BPPD strongly opposes the GCHJ bill because of these negative impacts 
on people with disabilities and urges Congress to work with the 
disability community on any changes to both the Affordable Care Act and 
existing Medicaid programs.

Sincerely,

Beth Swedeen
Executive Director

                                 ______
                                 
                         Wisconsin Family Ties

                      16 N. Carroll St., Suite 230

                           Madison, WI 53703

                      608-267-6800 or 800-422-7145

                     https://www.wifamilyties.org/

Wisconsin Family Ties is a statewide, parent-run non-profit 
organization serving families in that include children and youth with 
social, emotional, behavioral or mental health challenges. We are 
writing to urge you to oppose the Graham-
Cassidy-Heller-Johnson proposal, which represents a grave threat to the 
Medicaid funding upon which so many Wisconsin children and youth with 
mental health challenges and their families rely.

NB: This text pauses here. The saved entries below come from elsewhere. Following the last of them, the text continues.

//! Converter chain tests.

use std::sync::Arc;
use std::sync::atomic::{AtomicUsize, Ordering};

use parley_command::{Converter, Engine, FnConverter};
use parley_foundation::{ErrorKind, NamedType, Type, Value};

#[derive(Debug, PartialEq)]
struct Celsius(f64);

fn temperature() -> Type {
    Type::named("temperature")
}

fn temperature_converter() -> Arc<dyn Converter> {
    Arc::new(FnConverter::new("temperature", |raw: &str, target: &Type| {
        if *target != temperature() {
            return None;
        }
        let degrees = raw.strip_suffix('C')?.parse::<f64>().ok()?;
        Some(Value::object("temperature", Celsius(degrees)))
    }))
}

#[test]
fn custom_converter_runs_before_fallback() {
    let calls = Arc::new(AtomicUsize::new(0));
    let counter = Arc::clone(&calls);
    let engine = Engine::new();
    engine.add_converter(Arc::new(FnConverter::new("counting", move |raw: &str, target: &Type| {
        counter.fetch_add(1, Ordering::SeqCst);
        (*target == Type::Int).then(|| Value::Int(raw.len().try_into().unwrap_or(i32::MAX)))
    })));

    // The fallback could parse "42" too, but the converter wins.
    assert_eq!(engine.convert("42", &Type::Int).unwrap(), Value::Int(2));
    assert_eq!(calls.load(Ordering::SeqCst), 1);

    // Not applicable: fallback handles it.
    assert_eq!(engine.convert("42", &Type::Long).unwrap(), Value::Long(42));
    assert_eq!(calls.load(Ordering::SeqCst), 2);
}

#[test]
fn named_type_from_converter() {
    let engine = Engine::new();
    engine.add_converter(temperature_converter());

    let value = engine.convert("21.5C", &temperature()).unwrap();
    let obj = value.as_object().unwrap();
    assert_eq!(obj.downcast_ref::<Celsius>(), Some(&Celsius(21.5)));

    let err = engine.convert("warm", &temperature()).unwrap_err();
    assert!(matches!(err.kind, ErrorKind::Conversion { .. }));
}

#[test]
fn named_type_from_string_constructor() {
    fn parse(raw: &str) -> Result<Value, String> {
        raw.parse::<f64>()
            .map(|d| Value::object("temperature", Celsius(d)))
            .map_err(|e| e.to_string())
    }
    let target = Type::Named(NamedType::with_constructor("temperature", parse));

    let value = Engine::new().convert("3", &target).unwrap();
    assert_eq!(value.value_type(), temperature());
}

#[test]
fn contract_violation_is_distinct_from_no_converter() {
    let engine = Engine::new();
    engine.add_converter(Arc::new(FnConverter::new("wrong", |_: &str, target: &Type| {
        (*target == Type::Bool).then_some(Value::Int(1))
    })));

    let err = engine.convert("true", &Type::Bool).unwrap_err();
    assert!(matches!(err.kind, ErrorKind::ConverterContract { .. }));
    assert!(err.to_string().contains("'wrong'"));
}

#[test]
fn removing_a_converter_restores_fallback() {
    let engine = Engine::new();
    let converter = temperature_converter();
    engine.add_converter(Arc::clone(&converter));
    assert!(engine.convert("5C", &temperature()).is_ok());

    assert!(engine.remove_converter(&converter));
    assert!(engine.convert("5C", &temperature()).is_err());
    assert!(!engine.remove_converter(&converter));
}

#[test]
fn no_numeric_promotion() {
    let engine = Engine::new();
    assert!(engine.convert("1.5", &Type::Int).is_err());
    assert_eq!(engine.convert("7", &Type::Double).unwrap(), Value::Double(7.0));
}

According to national estimates, about one in five children have a 
diagnosable mental health issue, and the prevalence of childhood severe 
emotional disturbance approaches one in 10. According to a 2011 report 
from the Kaiser Family Foundation, Medicaid is the single largest 
funder of behavioral health treatment nationwide; Kaiser also reports 
that in Wisconsin, one in three children is covered by Medicaid/CHIP. 
Medicaid is absolutely crucial to the mental health and well-being of 
Wisconsin's children and their families.

By instituting per-capita caps on federal Medicaid funding, the Graham-
Cassidy-Heller-Johnson proposal would be devastating to children and 
adults with disabilities. The cuts would threaten numerous areas in 
which Medicaid programs support children's mental health in Wisconsin, 
jeopardizing our state's efforts to make a better future for our 
children and youth. The following elements of Medicaid are of 
particular concern:

EPSDT (Early Periodic Screening, Diagnosis, and Treatment)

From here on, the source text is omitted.